Several months after the accident, as if realizing she had to display strength and move past the tragedy, she unearthed the ability to hide her emotions. She resumed normal activities around the house and attended sewing frolics and get-togethers with the womenfolk in the district, but Caleb wasn’t fooled. His mother still suffered deeply, both for the son she had lost and for the husband who had grown distant.
And Caleb shouldered the guilt.
He glanced over her shoulder at the green beans warming. “Need help?”
“Nay, sit. Please.” She removed a plate from the overhead cabinet and utensils from the drawer.

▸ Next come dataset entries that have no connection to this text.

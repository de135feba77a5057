//! Integration tests for the weather pipeline using wiremock.
//!
//! Every endpoint (geocoding, forecast, archive) is served by one mock server.

#![allow(clippy::unwrap_used, clippy::expect_used, clippy::panic)]

use std::time::Duration;

use chrono::NaiveDate;
use nimbus_weather::{
    DataSource, HistoryCache, HistoryStore, PredictionRecord, Predictor, ProviderEndpoints,
    RetryConfig, SearchSession, WeatherError, WeatherProvider, WeatherService,
};
use wiremock::matchers::{method, path};
use wiremock::{Mock, MockServer, ResponseTemplate};

fn provider(server: &MockServer) -> WeatherProvider {
    WeatherProvider::new(
        ProviderEndpoints::single(&server.uri()),
        RetryConfig::new(3, 1, 5),
        Duration::from_secs(5),
        "nimbus-tests",
    )
    .unwrap()
}

fn service(server: &MockServer, store: HistoryStore) -> WeatherService {
    WeatherService::new(
        provider(server),
        store,
        HistoryCache::default(),
        Predictor::default(),
        7,
    )
}

async fn wait_until_idle(service: &WeatherService) {
    for _ in 0..100 {
        if service.in_flight() == 0 {
            return;
        }
        tokio::time::sleep(Duration::from_millis(20)).await;
    }
    panic!("{} request(s) still in flight", service.in_flight());
}

fn date(s: &str) -> NaiveDate {
    NaiveDate::parse_from_str(s, "%Y-%m-%d").unwrap()
}

fn forecast() -> serde_json::Value {
    serde_json::json!({
        "current": {
            "temperature_2m": 21.5,
            "apparent_temperature": 20.0,
            "relative_humidity_2m": 40,
            "wind_speed_10m": 10.0,
            "weather_code": 1
        }
    })
}

/// Archive payload with max/min 5 °C either side of each mean.
fn archive(days: &[(&str, f64)]) -> serde_json::Value {
    serde_json::json!({
        "daily": {
            "time": days.iter().map(|(d, _)| *d).collect::<Vec<_>>(),
            "temperature_2m_max": days.iter().map(|(_, t)| t + 5.0).collect::<Vec<_>>(),
            "temperature_2m_min": days.iter().map(|(_, t)| t - 5.0).collect::<Vec<_>>(),
            "temperature_2m_mean": days.iter().map(|(_, t)| *t).collect::<Vec<_>>(),
            "weather_code": days.iter().map(|_| 0).collect::<Vec<_>>()
        }
    })
}

fn phoenix_week() -> serde_json::Value {
    archive(&[
        ("2025-06-01", 30.0),
        ("2025-06-02", 31.5),
        ("2025-06-03", 33.0),
        ("2025-06-04", 32.0),
        ("2025-06-05", 34.0),
        ("2025-06-06", 35.0),
        ("2025-06-07", 33.5),
    ])
}

async fn mount_geocoder(server: &MockServer, name: &str, latitude: f64, longitude: f64) {
    Mock::given(method("GET"))
        .and(path("/v1/search"))
        .respond_with(ResponseTemplate::new(200).set_body_json(serde_json::json!({
            "results": [{ "name": name, "latitude": latitude, "longitude": longitude }]
        })))
        .mount(server)
        .await;
}

async fn mount_ok(server: &MockServer, route: &str, body: serde_json::Value) {
    Mock::given(method("GET"))
        .and(path(route))
        .respond_with(ResponseTemplate::new(200).set_body_json(body))
        .mount(server)
        .await;
}

#[tokio::test]
async fn test_fetch_current_after_two_transient_failures() {
    let server = MockServer::start().await;
    mount_geocoder(&server, "Denver", 39.74, -104.98).await;

    Mock::given(method("GET"))
        .and(path("/v1/forecast"))
        .respond_with(ResponseTemplate::new(503))
        .up_to_n_times(2)
        .with_priority(1)
        .expect(2)
        .mount(&server)
        .await;
    mount_ok(&server, "/v1/forecast", forecast()).await;

    let current = provider(&server).fetch_current("Denver").await.unwrap();
    assert_eq!(current.city, "denver");
    assert_eq!(current.temperature, 21.5);
    assert_eq!(current.humidity, 40);
}

#[tokio::test]
async fn test_client_error_is_not_retried() {
    let server = MockServer::start().await;
    mount_geocoder(&server, "Denver", 39.74, -104.98).await;

    Mock::given(method("GET"))
        .and(path("/v1/forecast"))
        .respond_with(ResponseTemplate::new(400))
        .expect(1)
        .mount(&server)
        .await;

    let result = provider(&server).fetch_current("Denver").await;
    assert!(matches!(result, Err(WeatherError::Provider { status: 400, .. })));
}

#[tokio::test]
async fn test_unknown_city_is_not_found() {
    let server = MockServer::start().await;
    mount_ok(&server, "/v1/search", serde_json::json!({})).await;
    mount_ok(&server, "/search", serde_json::json!([])).await;

    let result = provider(&server).fetch_current("Atlantis").await;
    assert_eq!(result, Err(WeatherError::NotFound("Atlantis".into())));
}

#[tokio::test]
async fn test_phoenix_search_predicts_with_confidence() {
    let server = MockServer::start().await;
    mount_geocoder(&server, "Phoenix", 33.45, -112.07).await;
    mount_ok(&server, "/v1/forecast", forecast()).await;
    mount_ok(&server, "/v1/archive", phoenix_week()).await;

    let service = service(&server, HistoryStore::in_memory().unwrap());
    let report = service.search("Phoenix").await.unwrap();

    assert_eq!(report.city, "phoenix");
    assert_eq!(report.history.source, DataSource::Live);
    assert_eq!(report.history.data.len(), 7);
    assert!(!report.is_stale());

    let prediction = report.prediction.expect("prediction");
    assert!((30.0..=35.0).contains(&prediction.temperature));
    assert!(prediction.confidence >= 70.0, "confidence {}", prediction.confidence);
    assert_eq!(prediction.target_date, date("2025-06-08"));
    assert_eq!(report.accuracy.pending, 1);
}

#[tokio::test]
async fn test_new_city_without_history_is_insufficient() {
    let server = MockServer::start().await;
    let service = service(&server, HistoryStore::in_memory().unwrap());

    let result = service.predict("NewCity").await;
    assert!(matches!(result, Err(WeatherError::InsufficientData(_))));
}

#[tokio::test]
async fn test_fetched_day_resolves_open_prediction() {
    let server = MockServer::start().await;
    mount_geocoder(&server, "Denver", 39.74, -104.98).await;
    mount_ok(
        &server,
        "/v1/archive",
        archive(&[("2025-06-09", 17.5), ("2025-06-10", 18.2)]),
    )
    .await;

    let mut store = HistoryStore::in_memory().unwrap();
    store
        .append_prediction(&PredictionRecord {
            city: "denver".into(),
            target_date: date("2025-06-10"),
            predicted_temperature: 19.0,
            confidence: 55.0,
            actual_temperature: None,
        })
        .unwrap();

    let service = service(&server, store);
    service.history("Denver").await.unwrap();

    let summary = service.accuracy("Denver").await.unwrap();
    assert_eq!(summary.resolved, 1);
    assert_eq!(summary.pending, 0);
    assert_eq!(summary.mean_absolute_error, Some(0.8));
    assert_eq!(summary.within_tolerance_pct, Some(100.0));

    // Clearing history leaves the prediction record and its accuracy intact
    service.clear().await.unwrap();
    assert!(service.cities().await.unwrap().is_empty());
    assert_eq!(service.accuracy("Denver").await.unwrap(), summary);
}

#[tokio::test]
async fn test_history_survives_restart_and_writes_are_idempotent() {
    let dir = tempfile::tempdir().unwrap();
    let db = dir.path().join("history.db");

    let server = MockServer::start().await;
    mount_geocoder(&server, "Phoenix", 33.45, -112.07).await;
    mount_ok(&server, "/v1/archive", phoenix_week()).await;

    service(&server, HistoryStore::open(&db).unwrap())
        .history("Phoenix")
        .await
        .unwrap();
    // Fresh service, empty cache: the same week is fetched and stored again
    service(&server, HistoryStore::open(&db).unwrap())
        .history("Phoenix")
        .await
        .unwrap();

    let store = HistoryStore::open(&db).unwrap();
    let records = store.read_recent("Phoenix", 30).unwrap();
    assert_eq!(records.len(), 7);
    assert_eq!(records[0].date, date("2025-06-01"));
    assert_eq!(records[6].temperature_avg, 33.5);
}

#[tokio::test]
async fn test_unreachable_provider_falls_back_to_stored_data() {
    let dir = tempfile::tempdir().unwrap();
    let db = dir.path().join("history.db");

    let server = MockServer::start().await;
    mount_geocoder(&server, "Phoenix", 33.45, -112.07).await;
    mount_ok(&server, "/v1/forecast", forecast()).await;
    mount_ok(&server, "/v1/archive", phoenix_week()).await;
    service(&server, HistoryStore::open(&db).unwrap())
        .search("Phoenix")
        .await
        .unwrap();

    server.reset().await;
    Mock::given(method("GET"))
        .respond_with(ResponseTemplate::new(503))
        .mount(&server)
        .await;

    let report = service(&server, HistoryStore::open(&db).unwrap())
        .search("Phoenix")
        .await
        .unwrap();
    assert!(report.is_stale());
    assert_eq!(report.history.source, DataSource::Stale);
    assert_eq!(report.history.data.len(), 7);
    let current = report.current.expect("snapshot");
    assert_eq!(current.source, DataSource::Stale);
    assert_eq!(current.data.temperature, 21.5);
}

#[tokio::test]
async fn test_unreachable_provider_without_data_is_transient() {
    let server = MockServer::start().await;
    Mock::given(method("GET"))
        .respond_with(ResponseTemplate::new(503))
        .mount(&server)
        .await;

    let service = service(&server, HistoryStore::in_memory().unwrap());
    let result = service.history("Denver").await;
    assert!(matches!(result, Err(WeatherError::Transient(_))));
}

#[tokio::test]
async fn test_concurrent_history_requests_share_one_fetch() {
    let server = MockServer::start().await;
    mount_geocoder(&server, "Denver", 39.74, -104.98).await;
    Mock::given(method("GET"))
        .and(path("/v1/archive"))
        .respond_with(
            ResponseTemplate::new(200)
                .set_body_json(archive(&[("2025-06-09", 17.5)]))
                .set_delay(Duration::from_millis(200)),
        )
        .expect(1)
        .mount(&server)
        .await;

    let service = service(&server, HistoryStore::in_memory().unwrap());
    let (a, b) = tokio::join!(service.history("Denver"), service.history(" denver "));
    let (a, b) = (a.unwrap(), b.unwrap());
    assert_eq!(a.data, b.data);
    assert_eq!(a.source, DataSource::Live);

    let again = service.history("Denver").await.unwrap();
    assert_eq!(again.source, DataSource::Cache);
    assert_eq!(service.cache().stats().hits, 1);
}

#[tokio::test]
async fn test_session_drops_superseded_search() {
    let server = MockServer::start().await;
    mount_geocoder(&server, "Phoenix", 33.45, -112.07).await;
    mount_ok(&server, "/v1/forecast", forecast()).await;
    mount_ok(&server, "/v1/archive", phoenix_week()).await;

    let service = service(&server, HistoryStore::in_memory().unwrap());
    let (tx, mut rx) = tokio::sync::mpsc::unbounded_channel();
    let mut session = SearchSession::new(tx);
    let runtime = tokio::runtime::Handle::current();

    session.request_search(&runtime, &service, "Denver");
    let second = session.request_search(&runtime, &service, "Phoenix");

    let message = tokio::time::timeout(Duration::from_secs(10), rx.recv())
        .await
        .expect("search finished")
        .expect("channel open");
    let nimbus_weather::SearchMessage::Done { ticket, .. } = &message;
    assert_eq!(*ticket, second);

    let (city, result) = session.accept(message).expect("active ticket");
    assert_eq!(city, "Phoenix");
    assert!(result.unwrap().prediction.is_some());
    assert!(rx.try_recv().is_err());
}

#[tokio::test]
async fn test_concurrent_searches_share_one_request_per_city() {
    let server = MockServer::start().await;
    mount_geocoder(&server, "Denver", 39.74, -104.98).await;
    Mock::given(method("GET"))
        .and(path("/v1/forecast"))
        .respond_with(
            ResponseTemplate::new(200)
                .set_body_json(forecast())
                .set_delay(Duration::from_millis(300)),
        )
        .expect(1)
        .mount(&server)
        .await;
    Mock::given(method("GET"))
        .and(path("/v1/archive"))
        .respond_with(ResponseTemplate::new(200).set_body_json(archive(&[("2025-06-09", 17.5)])))
        .expect(1)
        .mount(&server)
        .await;

    let service = service(&server, HistoryStore::in_memory().unwrap());
    let (a, b) = tokio::join!(service.search("Denver"), service.search("denver"));
    let (a, b) = (a.unwrap(), b.unwrap());
    assert_eq!(a, b);
    assert!(a.current.is_some());
    assert_eq!(service.in_flight(), 0);
}

#[tokio::test]
async fn test_session_repeat_city_joins_running_search() {
    let server = MockServer::start().await;
    mount_geocoder(&server, "Denver", 39.74, -104.98).await;
    Mock::given(method("GET"))
        .and(path("/v1/forecast"))
        .respond_with(
            ResponseTemplate::new(200)
                .set_body_json(forecast())
                .set_delay(Duration::from_millis(300)),
        )
        .expect(1)
        .mount(&server)
        .await;
    Mock::given(method("GET"))
        .and(path("/v1/archive"))
        .respond_with(ResponseTemplate::new(200).set_body_json(archive(&[("2025-06-09", 17.5)])))
        .expect(1)
        .mount(&server)
        .await;

    let service = service(&server, HistoryStore::in_memory().unwrap());
    let (tx, mut rx) = tokio::sync::mpsc::unbounded_channel();
    let mut session = SearchSession::new(tx);
    let runtime = tokio::runtime::Handle::current();

    let first = session.request_search(&runtime, &service, "Denver");
    tokio::time::sleep(Duration::from_millis(50)).await;
    let second = session.request_search(&runtime, &service, " denver");
    assert_eq!(first, second);

    let message = tokio::time::timeout(Duration::from_secs(10), rx.recv())
        .await
        .expect("search finished")
        .expect("channel open");
    let (city, result) = session.accept(message).expect("active ticket");
    assert_eq!(city, "Denver");
    assert!(result.is_ok());
    assert!(rx.try_recv().is_err());
}

#[tokio::test]
async fn test_superseded_search_still_finishes_its_fetch() {
    let server = MockServer::start().await;
    mount_geocoder(&server, "Denver", 39.74, -104.98).await;
    mount_ok(&server, "/v1/forecast", forecast()).await;
    Mock::given(method("GET"))
        .and(path("/v1/archive"))
        .respond_with(
            ResponseTemplate::new(200)
                .set_body_json(archive(&[("2025-06-09", 17.5)]))
                .set_delay(Duration::from_millis(300)),
        )
        .expect(2)
        .mount(&server)
        .await;

    let service = service(&server, HistoryStore::in_memory().unwrap());
    let (tx, mut rx) = tokio::sync::mpsc::unbounded_channel();
    let mut session = SearchSession::new(tx);
    let runtime = tokio::runtime::Handle::current();

    session.request_search(&runtime, &service, "Denver");
    tokio::time::sleep(Duration::from_millis(50)).await;
    let second = session.request_search(&runtime, &service, "Phoenix");

    let message = tokio::time::timeout(Duration::from_secs(10), rx.recv())
        .await
        .expect("search finished")
        .expect("channel open");
    let nimbus_weather::SearchMessage::Done { ticket, .. } = &message;
    assert_eq!(*ticket, second);
    let (city, _) = session.accept(message).expect("active ticket");
    assert_eq!(city, "Phoenix");
    assert!(!session.is_searching());

    // The abandoned Denver fetch ran to completion and cleaned up after itself
    wait_until_idle(&service).await;
    let denver = service.history("Denver").await.unwrap();
    assert_eq!(denver.source, DataSource::Cache);
}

To satisfy his rumbling stomach, Caleb snatched a yeast roll from the basket, then took a seat at the table. The bread practically melted in his mouth.
She placed the plate of food before him, then poured him a glass of milk. “Were you able to finish planting the fields?”
He shook his head. “I had a few setbacks.”
She set the glass of milk on the table and sat in the chair opposite him. “Nothing with Anchor, I hope? He’s young and would probably do better paired with— Well.” She picked up the sock she’d been darning and pulled her needle through. “I suppose I’m nett the one who should be handing out farming advice.”